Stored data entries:

■ ■ ■ ■ ■ ■ ■

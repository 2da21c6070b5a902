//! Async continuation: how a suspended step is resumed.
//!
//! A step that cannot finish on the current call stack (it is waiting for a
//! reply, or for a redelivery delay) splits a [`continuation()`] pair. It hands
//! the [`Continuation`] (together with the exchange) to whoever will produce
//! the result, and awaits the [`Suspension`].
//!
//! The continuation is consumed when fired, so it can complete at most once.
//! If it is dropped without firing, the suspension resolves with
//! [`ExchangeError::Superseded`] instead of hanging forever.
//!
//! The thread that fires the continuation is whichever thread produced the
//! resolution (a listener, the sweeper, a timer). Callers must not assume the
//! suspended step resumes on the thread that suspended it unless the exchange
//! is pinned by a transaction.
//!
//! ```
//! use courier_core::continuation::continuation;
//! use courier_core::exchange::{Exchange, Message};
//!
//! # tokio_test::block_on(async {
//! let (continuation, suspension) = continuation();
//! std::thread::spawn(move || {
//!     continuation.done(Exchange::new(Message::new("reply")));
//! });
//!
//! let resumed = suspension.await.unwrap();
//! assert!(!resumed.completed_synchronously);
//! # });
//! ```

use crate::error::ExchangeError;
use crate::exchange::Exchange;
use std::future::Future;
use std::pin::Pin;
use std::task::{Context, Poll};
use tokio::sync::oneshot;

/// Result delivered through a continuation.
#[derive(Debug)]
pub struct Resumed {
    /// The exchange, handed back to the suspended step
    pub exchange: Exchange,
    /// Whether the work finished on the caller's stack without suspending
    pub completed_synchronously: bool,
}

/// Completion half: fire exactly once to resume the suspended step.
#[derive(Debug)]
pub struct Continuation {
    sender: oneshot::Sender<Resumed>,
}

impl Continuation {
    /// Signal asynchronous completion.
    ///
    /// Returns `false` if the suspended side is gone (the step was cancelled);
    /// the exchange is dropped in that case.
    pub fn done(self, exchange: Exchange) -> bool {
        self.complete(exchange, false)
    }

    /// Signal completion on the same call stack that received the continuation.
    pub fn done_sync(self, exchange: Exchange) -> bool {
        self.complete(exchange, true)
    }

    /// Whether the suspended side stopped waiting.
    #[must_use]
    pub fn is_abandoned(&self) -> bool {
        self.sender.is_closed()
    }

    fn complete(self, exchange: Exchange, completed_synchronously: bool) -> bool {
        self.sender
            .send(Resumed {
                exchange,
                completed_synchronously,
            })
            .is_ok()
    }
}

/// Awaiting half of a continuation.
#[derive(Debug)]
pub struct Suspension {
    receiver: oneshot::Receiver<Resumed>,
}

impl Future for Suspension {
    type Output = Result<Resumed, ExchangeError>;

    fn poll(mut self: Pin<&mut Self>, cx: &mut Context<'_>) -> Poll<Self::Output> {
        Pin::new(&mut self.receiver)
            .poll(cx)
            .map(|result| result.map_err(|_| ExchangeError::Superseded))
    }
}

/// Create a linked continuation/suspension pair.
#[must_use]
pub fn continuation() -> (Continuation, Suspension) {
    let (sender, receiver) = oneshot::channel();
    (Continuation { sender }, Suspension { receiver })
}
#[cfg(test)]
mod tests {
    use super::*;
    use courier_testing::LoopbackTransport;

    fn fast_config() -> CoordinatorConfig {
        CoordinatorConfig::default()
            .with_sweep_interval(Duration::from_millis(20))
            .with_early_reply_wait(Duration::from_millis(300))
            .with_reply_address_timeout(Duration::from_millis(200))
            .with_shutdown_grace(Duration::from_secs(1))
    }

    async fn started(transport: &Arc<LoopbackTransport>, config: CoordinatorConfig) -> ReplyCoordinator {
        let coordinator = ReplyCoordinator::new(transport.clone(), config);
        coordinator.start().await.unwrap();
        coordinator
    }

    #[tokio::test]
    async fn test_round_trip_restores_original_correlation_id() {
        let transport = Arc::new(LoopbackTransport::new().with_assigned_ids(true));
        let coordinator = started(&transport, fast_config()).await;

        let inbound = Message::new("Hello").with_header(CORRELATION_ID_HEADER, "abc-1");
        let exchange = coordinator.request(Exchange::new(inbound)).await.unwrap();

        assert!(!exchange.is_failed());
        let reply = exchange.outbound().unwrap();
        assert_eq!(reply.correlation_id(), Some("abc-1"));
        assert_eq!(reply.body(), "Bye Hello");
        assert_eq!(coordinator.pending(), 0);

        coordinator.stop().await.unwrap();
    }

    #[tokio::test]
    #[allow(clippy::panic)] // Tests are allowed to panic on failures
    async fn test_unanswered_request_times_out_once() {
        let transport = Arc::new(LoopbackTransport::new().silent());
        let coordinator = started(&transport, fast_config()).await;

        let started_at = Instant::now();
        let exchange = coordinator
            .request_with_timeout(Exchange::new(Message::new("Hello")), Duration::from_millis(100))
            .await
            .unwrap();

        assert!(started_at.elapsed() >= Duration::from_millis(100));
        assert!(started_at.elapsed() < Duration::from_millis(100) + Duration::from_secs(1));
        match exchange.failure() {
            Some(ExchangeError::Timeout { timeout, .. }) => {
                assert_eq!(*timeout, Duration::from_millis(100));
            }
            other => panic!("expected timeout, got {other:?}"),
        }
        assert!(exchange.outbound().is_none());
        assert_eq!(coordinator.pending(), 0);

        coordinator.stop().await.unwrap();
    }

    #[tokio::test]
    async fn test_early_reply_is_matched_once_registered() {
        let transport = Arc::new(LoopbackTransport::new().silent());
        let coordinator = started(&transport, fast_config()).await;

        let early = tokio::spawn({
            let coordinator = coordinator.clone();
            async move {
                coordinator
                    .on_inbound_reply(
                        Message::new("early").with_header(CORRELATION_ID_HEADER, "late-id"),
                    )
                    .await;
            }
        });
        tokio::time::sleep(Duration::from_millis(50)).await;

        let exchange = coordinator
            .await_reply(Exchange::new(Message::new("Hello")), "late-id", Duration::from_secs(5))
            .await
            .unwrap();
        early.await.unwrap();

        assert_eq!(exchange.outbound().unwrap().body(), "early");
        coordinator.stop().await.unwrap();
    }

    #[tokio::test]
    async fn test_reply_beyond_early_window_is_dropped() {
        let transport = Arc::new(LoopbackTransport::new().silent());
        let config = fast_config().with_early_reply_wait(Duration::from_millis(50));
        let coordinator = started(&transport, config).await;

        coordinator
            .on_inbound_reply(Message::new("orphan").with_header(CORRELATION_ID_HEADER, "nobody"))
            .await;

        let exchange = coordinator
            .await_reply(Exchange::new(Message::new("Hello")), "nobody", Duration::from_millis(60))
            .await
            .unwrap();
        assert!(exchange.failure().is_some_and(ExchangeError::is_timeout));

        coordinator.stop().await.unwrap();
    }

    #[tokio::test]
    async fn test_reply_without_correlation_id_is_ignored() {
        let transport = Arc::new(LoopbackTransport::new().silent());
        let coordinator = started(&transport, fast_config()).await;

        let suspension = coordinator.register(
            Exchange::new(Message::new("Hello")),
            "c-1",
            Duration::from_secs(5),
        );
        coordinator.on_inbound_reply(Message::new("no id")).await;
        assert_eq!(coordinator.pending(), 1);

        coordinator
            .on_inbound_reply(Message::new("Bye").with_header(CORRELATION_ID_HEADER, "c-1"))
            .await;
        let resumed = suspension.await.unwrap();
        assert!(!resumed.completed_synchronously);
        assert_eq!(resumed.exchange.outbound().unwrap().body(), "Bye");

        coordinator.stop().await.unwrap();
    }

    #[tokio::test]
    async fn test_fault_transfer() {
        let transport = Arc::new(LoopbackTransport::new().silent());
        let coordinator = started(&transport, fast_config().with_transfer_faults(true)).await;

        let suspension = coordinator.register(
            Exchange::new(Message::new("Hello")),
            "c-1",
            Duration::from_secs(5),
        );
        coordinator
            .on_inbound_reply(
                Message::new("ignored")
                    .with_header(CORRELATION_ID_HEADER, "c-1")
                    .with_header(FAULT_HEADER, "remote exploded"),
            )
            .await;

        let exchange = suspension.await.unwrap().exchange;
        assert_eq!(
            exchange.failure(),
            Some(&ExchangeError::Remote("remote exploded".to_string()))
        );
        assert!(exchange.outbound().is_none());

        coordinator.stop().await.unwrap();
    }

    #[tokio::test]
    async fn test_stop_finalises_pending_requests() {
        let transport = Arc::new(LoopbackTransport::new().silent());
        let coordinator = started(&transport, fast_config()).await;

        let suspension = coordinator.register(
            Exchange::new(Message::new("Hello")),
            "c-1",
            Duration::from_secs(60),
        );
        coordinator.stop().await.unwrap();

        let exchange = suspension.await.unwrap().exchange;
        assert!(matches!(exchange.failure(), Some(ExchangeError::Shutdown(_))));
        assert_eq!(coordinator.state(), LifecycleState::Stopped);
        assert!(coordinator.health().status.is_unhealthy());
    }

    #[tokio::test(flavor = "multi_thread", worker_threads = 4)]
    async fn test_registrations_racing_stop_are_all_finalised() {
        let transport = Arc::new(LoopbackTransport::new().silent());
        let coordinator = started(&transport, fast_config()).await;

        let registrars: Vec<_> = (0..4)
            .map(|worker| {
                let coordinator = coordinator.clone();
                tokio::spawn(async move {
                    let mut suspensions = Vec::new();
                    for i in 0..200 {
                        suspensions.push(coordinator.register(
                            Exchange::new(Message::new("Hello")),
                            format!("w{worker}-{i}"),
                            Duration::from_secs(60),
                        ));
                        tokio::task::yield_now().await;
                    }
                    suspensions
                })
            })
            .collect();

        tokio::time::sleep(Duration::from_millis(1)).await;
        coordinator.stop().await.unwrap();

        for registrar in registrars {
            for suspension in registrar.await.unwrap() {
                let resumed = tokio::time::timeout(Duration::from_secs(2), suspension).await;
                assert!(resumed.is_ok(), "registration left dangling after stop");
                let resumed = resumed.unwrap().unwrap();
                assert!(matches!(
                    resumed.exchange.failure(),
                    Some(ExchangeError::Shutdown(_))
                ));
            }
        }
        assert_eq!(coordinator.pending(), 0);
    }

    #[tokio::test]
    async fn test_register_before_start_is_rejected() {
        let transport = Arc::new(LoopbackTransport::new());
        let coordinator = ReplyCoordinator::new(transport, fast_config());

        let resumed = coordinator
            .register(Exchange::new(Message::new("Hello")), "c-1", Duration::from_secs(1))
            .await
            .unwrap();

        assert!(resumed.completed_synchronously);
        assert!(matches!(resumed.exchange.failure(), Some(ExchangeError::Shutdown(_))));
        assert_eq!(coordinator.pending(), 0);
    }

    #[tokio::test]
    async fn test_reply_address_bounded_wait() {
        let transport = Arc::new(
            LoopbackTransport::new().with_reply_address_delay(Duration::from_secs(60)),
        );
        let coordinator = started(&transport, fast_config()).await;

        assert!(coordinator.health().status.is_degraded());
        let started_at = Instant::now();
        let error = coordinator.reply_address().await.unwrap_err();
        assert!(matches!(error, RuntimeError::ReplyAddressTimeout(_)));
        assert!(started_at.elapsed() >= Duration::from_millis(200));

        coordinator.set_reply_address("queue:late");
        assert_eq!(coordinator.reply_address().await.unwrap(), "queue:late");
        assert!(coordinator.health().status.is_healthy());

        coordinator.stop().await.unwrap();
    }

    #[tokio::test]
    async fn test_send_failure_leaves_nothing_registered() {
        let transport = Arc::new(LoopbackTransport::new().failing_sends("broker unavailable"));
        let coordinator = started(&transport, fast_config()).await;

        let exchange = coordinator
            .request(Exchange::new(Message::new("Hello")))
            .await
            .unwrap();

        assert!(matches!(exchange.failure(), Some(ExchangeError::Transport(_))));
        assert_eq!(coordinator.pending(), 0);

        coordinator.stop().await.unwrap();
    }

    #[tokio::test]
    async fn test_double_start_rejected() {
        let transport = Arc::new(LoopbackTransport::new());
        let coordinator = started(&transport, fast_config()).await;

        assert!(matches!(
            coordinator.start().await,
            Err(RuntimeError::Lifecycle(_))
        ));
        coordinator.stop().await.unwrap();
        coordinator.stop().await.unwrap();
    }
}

■ ■ ■ ■ ■ ■ ■

» Your objective
Whenever a line of the data includes the word "nobody", show that line in full.

» Your response
            .on_inbound_reply(Message::new("orphan").with_header(CORRELATION_ID_HEADER, "nobody"))
            .await_reply(Exchange::new(Message::new("Hello")), "nobody", Duration::from_millis(60))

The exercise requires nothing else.